Os sub-projetos desenvolvidos ao longo deste projeto principal detectaram
lacunas no processo de capacitação (dos docentes e discentes) no que diz
respeito à pedagogia das competências, no âmbito de todas as Escolas e cenários
pesquisados.
Em relação aos saberes e competências classificados como: saber ser - foram
incluídos o saber agir e reagir com pertinência, saber combinar recursos e
mobilizá-los no contexto, saber transpor, aprender a aprender e aprender a
envolver-se.
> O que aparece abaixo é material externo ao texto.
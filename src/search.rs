use std::{sync::LazyLock, time::Duration};

use async_trait::async_trait;
use reqwest::Client;
use scraper::{ElementRef, Html, Selector};
use tracing::debug;

use crate::{error::AnalysisError, settings::SearchSettings};

const APP_USER_AGENT: &str = concat!(env!("CARGO_PKG_NAME"), "/", env!("CARGO_PKG_VERSION"),);

static RESULT: LazyLock<Selector> =
    LazyLock::new(|| Selector::parse(".result").expect("valid selector"));
static TITLE: LazyLock<Selector> =
    LazyLock::new(|| Selector::parse("a.result__a").expect("valid selector"));
static SNIPPET: LazyLock<Selector> = LazyLock::new(|| {
    Selector::parse("a.result__snippet, .result__snippet").expect("valid selector")
});

/// Source of recent text snippets about a free-text query.
#[async_trait]
pub(crate) trait SearchAdapter: Send + Sync {
    async fn search(&self, query: &str) -> Result<Vec<String>, AnalysisError>;
}

/// Searches through DuckDuckGo's HTML results page.
pub(crate) struct DuckDuckGoSearch {
    client: Client,
    endpoint: String,
    max_results: usize,
}

impl DuckDuckGoSearch {
    pub(crate) fn new(settings: &SearchSettings) -> Result<Self, reqwest::Error> {
        let client = Client::builder()
            .user_agent(APP_USER_AGENT)
            .timeout(Duration::from_secs(settings.timeout_secs))
            .build()?;
        Ok(Self {
            client,
            endpoint: settings.endpoint.clone(),
            max_results: settings.max_results,
        })
    }
}

#[async_trait]
impl SearchAdapter for DuckDuckGoSearch {
    async fn search(&self, query: &str) -> Result<Vec<String>, AnalysisError> {
        let resp = self
            .client
            .post(&self.endpoint)
            .form(&[("q", query)])
            .header("Accept", "text/html")
            .send()
            .await
            .map_err(|e| AnalysisError::Search(format!("request failed: {e}")))?;

        let status = resp.status();
        if !status.is_success() {
            return Err(AnalysisError::Search(format!(
                "search service returned {status}"
            )));
        }

        let body = resp
            .text()
            .await
            .map_err(|e| AnalysisError::Search(format!("failed to read body: {e}")))?;
        // `Html` is !Send; it is built and dropped inside this call.
        let snippets = parse_results_page(&body, self.max_results);
        debug!(query, count = snippets.len(), "search finished");
        Ok(snippets)
    }
}

/// Extracts `"<title>: <snippet>"` lines from a results page, in page order.
/// Results with neither a title nor a snippet are skipped.
fn parse_results_page(body: &str, max_results: usize) -> Vec<String> {
    let doc = Html::parse_document(body);
    doc.select(&RESULT)
        .filter_map(|result| {
            let title = first_text(result, &TITLE);
            let snippet = first_text(result, &SNIPPET);
            match (title.is_empty(), snippet.is_empty()) {
                (true, true) => None,
                (false, true) => Some(title),
                (true, false) => Some(snippet),
                (false, false) => Some(format!("{title}: {snippet}")),
            }
        })
        .take(max_results)
        .collect()
}

fn first_text(element: ElementRef<'_>, selector: &Selector) -> String {
    element
        .select(selector)
        .next()
        .map(|el| {
            el.text()
                .collect::<String>()
                .split_whitespace()
                .collect::<Vec<_>>()
                .join(" ")
        })
        .unwrap_or_default()
}

#[cfg(test)]
mod tests {
    use super::*;

    const PAGE: &str = r#"<!DOCTYPE html>
<html><body>
<div id="links" class="results">
  <div class="result results_links results_links_deep web-result">
    <div class="links_main links_deep result__body">
      <h2 class="result__title">
        <a rel="nofollow" class="result__a" href="//duckduckgo.com/l/?uddg=https%3A%2F%2Fexample.com%2Ffintech">Top <b>FinTech</b> Trends 2024</a>
      </h2>
      <a class="result__snippet" href="//duckduckgo.com/l/?uddg=https%3A%2F%2Fexample.com%2Ffintech">Embedded finance and
        open banking drive <b>startup</b> growth.</a>
    </div>
  </div>
  <div class="result results_links results_links_deep web-result">
    <div class="links_main links_deep result__body">
      <h2 class="result__title"><a class="result__a" href="https://example.com/ai">AI in lending</a></h2>
    </div>
  </div>
  <div class="result result--ad">
    <div class="links_main"></div>
  </div>
  <div class="result results_links web-result">
    <div class="links_main result__body">
      <a class="result__snippet" href="https://example.com/pay">Payments startups raised less in 2024.</a>
    </div>
  </div>
</div>
</body></html>"#;

    #[test]
    fn titles_and_snippets_are_extracted_in_order() {
        let snippets = parse_results_page(PAGE, 10);
        assert_eq!(
            snippets,
            vec![
                "Top FinTech Trends 2024: Embedded finance and open banking drive startup growth.",
                "AI in lending",
                "Payments startups raised less in 2024.",
            ]
        );
    }

    #[test]
    fn empty_results_are_skipped_not_fatal() {
        let snippets = parse_results_page(PAGE, 10);
        assert_eq!(snippets.len(), 3);
        assert!(snippets.iter().all(|s| !s.is_empty()));
    }

    #[test]
    fn results_are_bounded() {
        let snippets = parse_results_page(PAGE, 2);
        assert_eq!(snippets.len(), 2);
        assert_eq!(snippets[1], "AI in lending");
    }

    #[test]
    fn page_without_results_yields_nothing() {
        assert!(parse_results_page("<html><body>No results.</body></html>", 5).is_empty());
    }
}
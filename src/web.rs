use std::{convert::Infallible, net::SocketAddr, path::PathBuf};

use async_graphql::http::{playground_source, GraphQLPlaygroundConfig};
use async_graphql_warp::{GraphQLBadRequest, GraphQLResponse};
use tracing::info;
use warp::{http::StatusCode, reply::Reply, Filter, Rejection};

use crate::api::Schema;

pub(crate) struct Tls {
    pub(crate) cert: PathBuf,
    pub(crate) key: PathBuf,
}

/// Routes: GraphQL playground at `GET /`, queries at `POST /graphql`.
pub(crate) fn routes(
    schema: Schema,
) -> impl Filter<Extract = (impl Reply,), Error = Infallible> + Clone {
    let graphql_post = warp::path("graphql")
        .and(warp::path::end())
        .and(async_graphql_warp::graphql(schema))
        .and_then(
            |(schema, request): (Schema, async_graphql::Request)| async move {
                Ok::<_, Infallible>(GraphQLResponse::from(schema.execute(request).await))
            },
        );

    let playground = warp::path::end().and(warp::get()).map(|| {
        warp::reply::html(playground_source(GraphQLPlaygroundConfig::new("/graphql")))
    });

    playground.or(graphql_post).recover(handle_rejection)
}

async fn handle_rejection(err: Rejection) -> Result<impl Reply, Infallible> {
    if let Some(GraphQLBadRequest(err)) = err.find() {
        return Ok(warp::reply::with_status(
            err.to_string(),
            StatusCode::BAD_REQUEST,
        ));
    }
    if err.is_not_found() {
        return Ok(warp::reply::with_status(
            "NOT_FOUND".to_string(),
            StatusCode::NOT_FOUND,
        ));
    }
    Ok(warp::reply::with_status(
        "INTERNAL_SERVER_ERROR".to_string(),
        StatusCode::INTERNAL_SERVER_ERROR,
    ))
}

pub(crate) async fn serve(schema: Schema, addr: SocketAddr, tls: Option<Tls>) {
    let filter = routes(schema);
    match tls {
        Some(tls) => {
            info!("listening on https://{addr}");
            warp::serve(filter)
                .tls()
                .cert_path(tls.cert)
                .key_path(tls.key)
                .run(addr)
                .await;
        }
        None => {
            info!("listening on http://{addr}");
            warp::serve(filter).run(addr).await;
        }
    }
}
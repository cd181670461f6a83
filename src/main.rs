mod analyzer;
mod api;
mod chart;
mod domain;
mod error;
mod llm;
mod metrics;
mod record;
mod report;
mod search;
mod settings;
mod synthesis;
mod web;

use std::process::exit;

use analyzer::Analyzer;
use clap::Parser;
use settings::{Args, Settings};
use tracing::{error, info};

#[tokio::main]
async fn main() {
    tracing_subscriber::fmt::init();
    info!("Startup Trend Dashboard Server");

    let args = Args::parse();

    let settings = match Settings::from_file(&args.config) {
        Ok(ret) => ret,
        Err(error) => {
            error!("Problem while loading settings. {error}");
            exit(1);
        }
    };

    if settings.llm.api_key.is_none() {
        info!("No API key configured; requests must supply `apiKey`.");
    }

    let analyzer = match Analyzer::from_settings(&settings) {
        Ok(ret) => ret,
        Err(error) => {
            error!("Problem while creating the analyzer. {error:#}");
            exit(1);
        }
    };

    let tls = match (args.cert, args.key) {
        (Some(cert), Some(key)) => Some(web::Tls { cert, key }),
        _ => None,
    };

    let schema = api::schema(analyzer);
    web::serve(schema, settings.web.address, tls).await;
}
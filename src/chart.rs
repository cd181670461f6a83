//! Plotly-style chart specifications for the trend metrics.

use serde::{Deserialize, Serialize};
use serde_json::{json, Value};

use crate::metrics::{MetricRow, INNOVATION_SCORE, INVESTMENT_ATTRACTIVENESS, MARKET_POTENTIAL};

const AXES: [&str; 3] = [MARKET_POTENTIAL, INNOVATION_SCORE, INVESTMENT_ATTRACTIVENESS];

pub(crate) const RADAR_TITLE: &str = "Startup Domain Trend Radar";
pub(crate) const BAR_TITLE: &str = "Startup Domains: Comparative Trend Analysis";

/// A figure ready to be handed to a plotting library.
#[derive(Debug, Clone, PartialEq, Serialize, Deserialize)]
pub(crate) struct ChartSpec {
    pub(crate) data: Vec<Value>,
    pub(crate) layout: Value,
}

/// One polar series per domain over the three metric axes.
pub(crate) fn radar_chart(rows: &[MetricRow]) -> ChartSpec {
    let data = rows
        .iter()
        .map(|row| {
            json!({
                "type": "scatterpolar",
                "name": row.domain,
                "r": row.values(),
                "theta": AXES,
                "fill": "toself",
            })
        })
        .collect();

    ChartSpec {
        data,
        layout: json!({
            "title": { "text": RADAR_TITLE },
            "polar": { "radialaxis": { "visible": true, "range": [0, 100] } },
        }),
    }
}

/// One bar series per metric, grouped by domain.
pub(crate) fn bar_chart(rows: &[MetricRow]) -> ChartSpec {
    let domains: Vec<&str> = rows.iter().map(|row| row.domain.as_str()).collect();
    let data = AXES
        .iter()
        .enumerate()
        .map(|(i, axis)| {
            let values: Vec<i32> = rows.iter().map(|row| row.values()[i]).collect();
            json!({
                "type": "bar",
                "name": axis,
                "x": domains,
                "y": values,
            })
        })
        .collect();

    ChartSpec {
        data,
        layout: json!({
            "title": { "text": BAR_TITLE },
            "barmode": "group",
            "xaxis": { "title": { "text": "Domain" } },
            "yaxis": { "title": { "text": "value" } },
        }),
    }
}
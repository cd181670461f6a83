use async_graphql::Object;

use crate::{domain::Domain, synthesis::FocusArea};

#[derive(Default)]
pub(super) struct CatalogQuery {}

#[Object]
impl CatalogQuery {
    /// All domains that can be analyzed.
    async fn domains(&self) -> Vec<&'static str> {
        Domain::ALL.iter().map(|d| d.label()).collect()
    }

    /// Domains selected when `trendReport` is called without `domains`.
    async fn default_domains(&self) -> Vec<&'static str> {
        Domain::DEFAULT_SELECTION.iter().map(|d| d.label()).collect()
    }

    /// Focus areas accepted by `trendReport`.
    async fn focus_areas(&self) -> Vec<&'static str> {
        FocusArea::ALL.iter().map(|f| f.label()).collect()
    }
}

#[cfg(test)]
mod tests {
    use std::sync::Arc;

    use crate::{
        analyzer::tests::{analyzer, StubModel, StubSearch},
        api::TestSchema,
    };

    fn schema() -> TestSchema {
        TestSchema::new(analyzer(
            Arc::new(StubSearch::default()),
            Arc::new(StubModel::default()),
            None,
        ))
    }

    #[tokio::test]
    async fn lists_full_catalog() {
        let query = r"{ domains }";
        let data = schema().execute(query).await.data.into_json().unwrap();
        let domains = data["domains"].as_array().unwrap();
        assert_eq!(domains.len(), 16);
        assert_eq!(domains[0], "AI/Machine Learning");
        assert_eq!(domains[15], "Autonomous Vehicles");
    }

    #[tokio::test]
    async fn lists_defaults_and_focus_areas() {
        let query = r"{ defaultDomains focusAreas }";
        let data = schema().execute(query).await.data.into_json().unwrap();
        assert_eq!(
            data["defaultDomains"],
            serde_json::json!(["AI/Machine Learning", "Biotechnology", "FinTech"])
        );
        assert_eq!(data["focusAreas"].as_array().unwrap().len(), 4);
    }
}
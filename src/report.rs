use async_graphql::SimpleObject;

use crate::analyzer::DomainAnalysis;

/// A per-domain file the user can download from the dashboard.
#[derive(Debug, Clone, PartialEq, Eq, SimpleObject)]
pub(crate) struct Download {
    pub(crate) file_name: String,
    pub(crate) mime_type: String,
    pub(crate) content: String,
}

impl DomainAnalysis {
    /// The serialized record, or the error text when the analysis failed.
    pub(crate) fn download(&self) -> Download {
        let stem = self.domain.report_stem();
        let rendered = match &self.outcome {
            Ok(record) => serde_json::to_string_pretty(record).ok(),
            Err(_) => None,
        };
        match rendered {
            Some(content) => Download {
                file_name: format!("{stem}.json"),
                mime_type: "application/json".to_string(),
                content,
            },
            None => Download {
                file_name: format!("{stem}.txt"),
                mime_type: "text/plain".to_string(),
                content: self.error_message().unwrap_or_default(),
            },
        }
    }
}
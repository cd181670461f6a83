use thiserror::Error;

/// Problems with a request that prevent the pipeline from starting.
#[derive(Debug, Error, Clone, PartialEq, Eq)]
pub(crate) enum ConfigError {
    #[error("Please select domains and enter API key")]
    MissingCredential,
    #[error("Please select domains and enter API key")]
    EmptySelection,
    #[error("unknown domain: {0}")]
    UnknownDomain(String),
    #[error("analysis depth must be between 1 and 10, got {0}")]
    DepthOutOfRange(i32),
    #[error("unknown focus area: {0}")]
    UnknownFocusArea(String),
}

/// Failure of a single domain's analysis. Never aborts the whole run.
#[derive(Debug, Error, Clone, PartialEq, Eq)]
pub(crate) enum AnalysisError {
    #[error("search failed: {0}")]
    Search(String),
    #[error("model call failed: {0}")]
    Model(String),
    #[error("could not parse model output: {0}")]
    Parse(String),
}
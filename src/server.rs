use std::collections::HashMap;
use std::io::{BufRead, BufReader, Read, Write};
use std::net::{TcpListener, TcpStream};
use std::sync::Arc;
use std::thread;
use std::time::Duration;

use anyhow::{bail, Context, Result};

use crate::config::Config;
use crate::core::resolver::TrackStatusResolver;
use crate::core::widget;
use crate::models::TrackQuery;
use crate::sources::http::BlockingHttp;
use crate::sources::HttpSource;

const CLIENT_READ_TIMEOUT: Duration = Duration::from_secs(5);
const MAX_HEADER_LINES: usize = 100;
const MAX_REQUEST_BYTES: u64 = 8 * 1024;

#[derive(Debug, Clone, PartialEq, Eq)]
pub struct Response {
    pub status: u16,
    pub content_type: &'static str,
    pub body: Vec<u8>,
}

impl Response {
    fn new(status: u16, content_type: &'static str, body: impl Into<Vec<u8>>) -> Self {
        Self {
            status,
            content_type,
            body: body.into(),
        }
    }

    fn text(status: u16, body: &str) -> Self {
        Self::new(status, "text/plain; charset=utf-8", body)
    }

    fn reason(&self) -> &'static str {
        match self.status {
            200 => "OK",
            204 => "No Content",
            400 => "Bad Request",
            404 => "Not Found",
            405 => "Method Not Allowed",
            _ => "Internal Server Error",
        }
    }

    pub fn write_to<W: Write>(&self, out: &mut W) -> std::io::Result<()> {
        write!(out, "HTTP/1.1 {} {}\r\n", self.status, self.reason())?;
        if self.status != 204 {
            write!(out, "Content-Type: {}\r\n", self.content_type)?;
        }
        write!(out, "Content-Length: {}\r\n", self.body.len())?;
        write!(out, "Cache-Control: no-store\r\nConnection: close\r\n\r\n")?;
        out.write_all(&self.body)?;
        out.flush()
    }
}

/// 요청 대상(`/path?a=b`)을 경로와 디코딩된 쿼리 파라미터로 나눈다.
pub fn split_target(target: &str) -> (&str, HashMap<String, String>) {
    let (path, query) = target.split_once('?').unwrap_or((target, ""));
    let params = query
        .split('&')
        .filter(|pair| !pair.is_empty())
        .map(|pair| {
            let (k, v) = pair.split_once('=').unwrap_or((pair, ""));
            (decode_component(k), decode_component(v))
        })
        .collect();
    (path, params)
}

fn decode_component(s: &str) -> String {
    let spaced = s.replace('+', " ");
    match urlencoding::decode(&spaced) {
        Ok(decoded) => decoded.into_owned(),
        Err(_) => spaced,
    }
}

/// 위젯 HTTP 라우팅. 요청마다 새로 조회하며 결과를 캐시하지 않는다.
pub struct WidgetServer<H> {
    resolver: TrackStatusResolver<H>,
    config: Config,
}

impl<H: HttpSource> WidgetServer<H> {
    pub fn new(resolver: TrackStatusResolver<H>, config: Config) -> Self {
        Self { resolver, config }
    }

    pub fn route(&self, method: &str, target: &str) -> Response {
        if method != "GET" {
            return Response::text(405, "method not allowed");
        }

        let (path, params) = split_target(target);
        match path {
            "/health" => Response::text(200, "ok"),
            "/" | "/widget" => {
                let query = match self.query_for(&params) {
                    Ok(q) => q,
                    Err(e) => return Response::text(400, &format!("{:#}", e)),
                };
                let status = self.resolver.resolve_current_track(&query);
                Response::new(200, "text/html; charset=utf-8", widget::render_card(status.as_ref()))
            }
            "/api/now-playing" => {
                let query = match self.query_for(&params) {
                    Ok(q) => q,
                    Err(e) => return Response::text(400, &format!("{:#}", e)),
                };
                match self.resolver.resolve_current_track(&query) {
                    Some(status) => match serde_json::to_vec(&status) {
                        Ok(body) => Response::new(200, "application/json", body),
                        Err(e) => {
                            log::error!("응답 직렬화에 실패했습니다: {}", e);
                            Response::text(500, "internal error")
                        }
                    },
                    None => Response::new(204, "", Vec::new()),
                }
            }
            _ => Response::text(404, "not found"),
        }
    }

    fn query_for(&self, params: &HashMap<String, String>) -> Result<TrackQuery> {
        TrackQuery::from_config(&self.config, params.get("user").map(String::as_str))
    }

    /// 연결 하나를 처리한다. 요청 줄과 헤더만 읽고 본문은 무시한다.
    pub fn handle_connection(&self, stream: TcpStream) -> Result<()> {
        stream.set_read_timeout(Some(CLIENT_READ_TIMEOUT))?;

        let request_line = read_request_head(stream.try_clone()?)?;
        let mut parts = request_line.as_deref().unwrap_or_default().split_whitespace();
        let response = match (parts.next(), parts.next()) {
            (Some(method), Some(target)) => {
                log::debug!("{} {}", method, target);
                self.route(method, target)
            }
            _ => Response::text(400, "bad request"),
        };

        let mut stream = stream;
        response.write_to(&mut stream)?;
        Ok(())
    }
}

/// 요청 줄을 읽고 헤더는 버린다. 요청 머리는 `MAX_REQUEST_BYTES`를 넘을 수 없다.
/// 크기 제한에 걸리거나 줄이 끝나지 않았거나 헤더가 너무 많으면 `None`.
fn read_request_head<R: Read>(source: R) -> std::io::Result<Option<String>> {
    let mut reader = BufReader::new(source.take(MAX_REQUEST_BYTES));

    let mut request_line = String::new();
    reader.read_line(&mut request_line)?;
    if !request_line.ends_with('\n') {
        return Ok(None);
    }

    for _ in 0..MAX_HEADER_LINES {
        let mut line = String::new();
        if reader.read_line(&mut line)? == 0 {
            // 헤더 끝 전에 연결이 닫혔어도 제한에 걸린 게 아니면 요청 줄은 유효하다
            let exhausted = reader.get_ref().limit() == 0;
            return Ok((!exhausted).then_some(request_line));
        }
        if !line.ends_with('\n') {
            return Ok(None);
        }
        if line.trim().is_empty() {
            return Ok(Some(request_line));
        }
    }

    Ok(None)
}

/// 위젯 서버를 띄운다. 연결마다 스레드 하나를 쓴다.
pub fn serve(config: Config, host: &str, port: u16) -> Result<()> {
    if !config.lastfm.is_configured() {
        bail!("Last.fm API 키가 설정되지 않았습니다. 먼저 'pastfm config'를 실행하세요");
    }

    let resolver = TrackStatusResolver::new(BlockingHttp::new()?, &config.placeholder_path);
    resolver
        .check_placeholder()
        .context("배포 오류: 플레이스홀더 이미지를 확인하세요")?;
    log::debug!("플레이스홀더: {}", resolver.placeholder_path().display());

    let listener = TcpListener::bind((host, port))
        .with_context(|| format!("{}:{}에 바인딩할 수 없습니다", host, port))?;
    log::info!("위젯 서버 시작: http://{}:{}/", host, port);

    let app = Arc::new(WidgetServer::new(resolver, config));
    for stream in listener.incoming() {
        match stream {
            Ok(stream) => {
                let app = Arc::clone(&app);
                thread::spawn(move || {
                    if let Err(e) = app.handle_connection(stream) {
                        log::debug!("요청 처리 실패: {:#}", e);
                    }
                });
            }
            Err(e) => log::warn!("연결 수락 실패: {}", e),
        }
    }

    Ok(())
}
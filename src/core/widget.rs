use crate::core::artwork::detect_mime_type_base64;
use crate::models::TrackStatus;

/// HTML 텍스트/속성 값에 쓸 수 있도록 특수 문자를 이스케이프한다.
pub fn escape_html(s: &str) -> String {
    let mut out = String::with_capacity(s.len());
    for c in s.chars() {
        match c {
            '&' => out.push_str("&amp;"),
            '<' => out.push_str("&lt;"),
            '>' => out.push_str("&gt;"),
            '"' => out.push_str("&quot;"),
            '\'' => out.push_str("&#39;"),
            _ => out.push(c),
        }
    }
    out
}

/// 썸네일을 `data:` URI로 만든다.
pub fn thumbnail_data_uri(encoded: &str) -> String {
    format!("data:{};base64,{}", detect_mime_type_base64(encoded), encoded)
}

/// `http`/`https` URL만 링크로 쓴다.
fn is_web_link(url: &str) -> bool {
    reqwest::Url::parse(url).is_ok_and(|u| matches!(u.scheme(), "http" | "https"))
}

/// 트랙 상태 카드 HTML. `None`이면 재생 정보 없음 카드를 그린다.
pub fn render_card(status: Option<&TrackStatus>) -> String {
    let body = match status {
        Some(track) => {
            let image = match &track.thumbnail_base64 {
                Some(encoded) => format!(
                    r#"<img class="art" src="{}" alt="album art">"#,
                    thumbnail_data_uri(encoded)
                ),
                None => r#"<div class="art empty"></div>"#.to_string(),
            };
            let badge = if track.is_playing {
                r#"<span class="badge playing">Now playing</span>"#
            } else {
                r#"<span class="badge">Last played</span>"#
            };
            let song = if is_web_link(&track.track_url) {
                format!(
                    r#"<a class="song" href="{}">{}</a>"#,
                    escape_html(&track.track_url),
                    escape_html(&track.song)
                )
            } else {
                format!(r#"<span class="song">{}</span>"#, escape_html(&track.song))
            };
            format!(
                r#"<div class="card">{image}<div class="info">{badge}{song}<div class="artist">{artist}</div></div></div>"#,
                image = image,
                badge = badge,
                song = song,
                artist = escape_html(&track.artist),
            )
        }
        None => r#"<div class="card idle"><div class="info"><span class="badge">Nothing playing</span></div></div>"#
            .to_string(),
    };

    format!(
        "<!DOCTYPE html>\n<html><head><meta charset=\"utf-8\"><title>pastfm</title><style>{}</style></head><body>{}</body></html>\n",
        STYLE, body
    )
}

const STYLE: &str = "body{margin:0;font-family:sans-serif;background:transparent}\
.card{display:flex;gap:12px;align-items:center;padding:12px;border-radius:8px;background:#1e1e1e;color:#eee;max-width:420px}\
.art{width:64px;height:64px;border-radius:4px;object-fit:cover;background:#333}\
.badge{display:block;font-size:11px;text-transform:uppercase;color:#999}\
.badge.playing{color:#d51007}\
.song{display:block;color:#fff;font-weight:bold;text-decoration:none}\
.artist{color:#bbb}";

#[cfg(test)]
mod tests {
    use super::*;
    use crate::core::artwork::encode;
    use crate::test_utils::PLACEHOLDER_GIF;

    fn status() -> TrackStatus {
        TrackStatus {
            song: "Rock & Roll <Suicide>".to_string(),
            artist: "David \"Ziggy\" Bowie".to_string(),
            thumbnail_base64: Some(encode(PLACEHOLDER_GIF)),
            track_url: "https://www.last.fm/music/a?b=1&c=2".to_string(),
            is_playing: true,
        }
    }

    #[test]
    fn test_escape_html() {
        assert_eq!(escape_html("<a href='x'>&</a>"), "&lt;a href=&#39;x&#39;&gt;&amp;&lt;/a&gt;");
        assert_eq!(escape_html("아이유"), "아이유");
    }

    #[test]
    fn test_card_escapes_fields() {
        let html = render_card(Some(&status()));
        assert!(html.contains("Rock &amp; Roll &lt;Suicide&gt;"));
        assert!(html.contains("David &quot;Ziggy&quot; Bowie"));
        assert!(html.contains("href=\"https://www.last.fm/music/a?b=1&amp;c=2\""));
        assert!(html.contains("Now playing"));
    }

    #[test]
    fn test_card_links_only_web_urls() {
        for url in [
            "javascript:alert(1)",
            " JavaScript:alert(1)",
            "data:text/html,<script>alert(1)</script>",
            "//evil.example/x",
            "",
        ] {
            let mut track = status();
            track.track_url = url.to_string();
            let html = render_card(Some(&track));
            assert!(!html.contains("href="), "{url}");
            assert!(html.contains(r#"<span class="song">Rock &amp; Roll &lt;Suicide&gt;</span>"#));
        }

        let mut track = status();
        track.track_url = "http://www.last.fm/music/x".to_string();
        assert!(render_card(Some(&track)).contains(r#"href="http://www.last.fm/music/x""#));
    }

    #[test]
    fn test_card_inlines_thumbnail() {
        let html = render_card(Some(&status()));
        assert!(html.contains(&format!("src=\"data:image/gif;base64,{}\"", encode(PLACEHOLDER_GIF))));
    }

    #[test]
    fn test_card_without_thumbnail() {
        let mut track = status();
        track.thumbnail_base64 = None;
        track.is_playing = false;
        let html = render_card(Some(&track));
        assert!(!html.contains("<img"));
        assert!(html.contains("art empty"));
        assert!(html.contains("Last played"));
    }

    #[test]
    fn test_idle_card() {
        let html = render_card(None);
        assert!(html.contains("Nothing playing"));
        assert!(!html.contains("<img"));
    }
}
Esses conhecimentos, habilidades e atitudes definidos por meio de
postura ético-moral, capacidade de tomada de decisão, autonomia, iniciativa,
sensibilidade, capacidade de relacionar-se consigo mesmo e com os outros,
capacidade de exercer a coordenação de grupos, foram denominados na análise dos
dados como: dimensões esquecidas das competências para o gerenciamento de ações
e de Serviços de Saúde e de Enfermagem. Os conteúdos vinculados à aquisição de
competências para o saber fazer e para o aprender a conhecer mostraram-se
prevalentes nos cinco cenários estudados.
O processo de aquisição de competências indica que este deve considerar a
capacidade do educando em enfrentar situações profissionais concretas,
mobilizando recursos construídos formal e informalmente, implicando o
desenvolvimento autônomo, assunção de responsabilidades, postura crítica e,
sobretudo comportamento ético.
Apreendeu-se que, no âmbito das cinco Universidades estudadas, as competências
não figuram nos Programas de Ensino. A pedagogia das competências diferencia-se
da pedagogia por objetivos, por está estruturada na ação, de modo que a
avaliação de competências baseia-se em resultados observáveis, expressos no
desempenho dos sujeitos. A competência é condição para o desempenho, é o
mecanismo que permite a integração de múltiplos conhecimentos e atos
necessários à realização da ação gerencial. Mesmo visando formar competências,
os docentes das disciplinas não as destacam nos planos de ensino, que continuam
a enfatizar o saber erudito e teórico sobre os temas administrativos.
Os resultados encontrados permitem recomendar que as escolas de Enfermagem
estudadas incorporem os princípios e diretrizes do SUS como norte na formação
do enfermeiro e que se engajem na proposta do Ministério da Saúde, formulada
pela Secretaria de Gestão do Trabalho e da Educação em Saúde, SEGETES.
Permitem, ainda, recomendar que as escolas se articulem aos serviços,
investindo na educação continuada realizada nos pólos de capacitação, com a
adoção de metodologias ativas de ensino-aprendizagem potentes na ação-reflexão-
ação.
Acredita-se que esse movimento possa promover o conhecimento das contradições
no processo formativo, e propiciará condições de superação das questões que
obstaculizam o desenvolvimento das competências almejadas.
A análise global, dos dados nos cenários, nas duas etapas do estudo, aponta
para a necessidade de reformulação dos processos e práticas de formação
profissional na área de Administração em Enfermagem. Aponta, ainda, para a
importância do ensino contextualizado priorizando aprendizagens significativas
e fortalecendo o papel do aluno como sujeito de sua formação e da sua vida.
Aponta, principalmente, para a necessidade de preparação pedagógica dos
docentes para atuarem de maneira efetiva na condução do processo de ensino-
aprendizagem nessa nova concepção pedagógica, adotando instrumentos
diversificados, com o entendimento que o conjunto de saberes e fazeres é que
consolidará a almejada identidade profissional dos enfermeiros.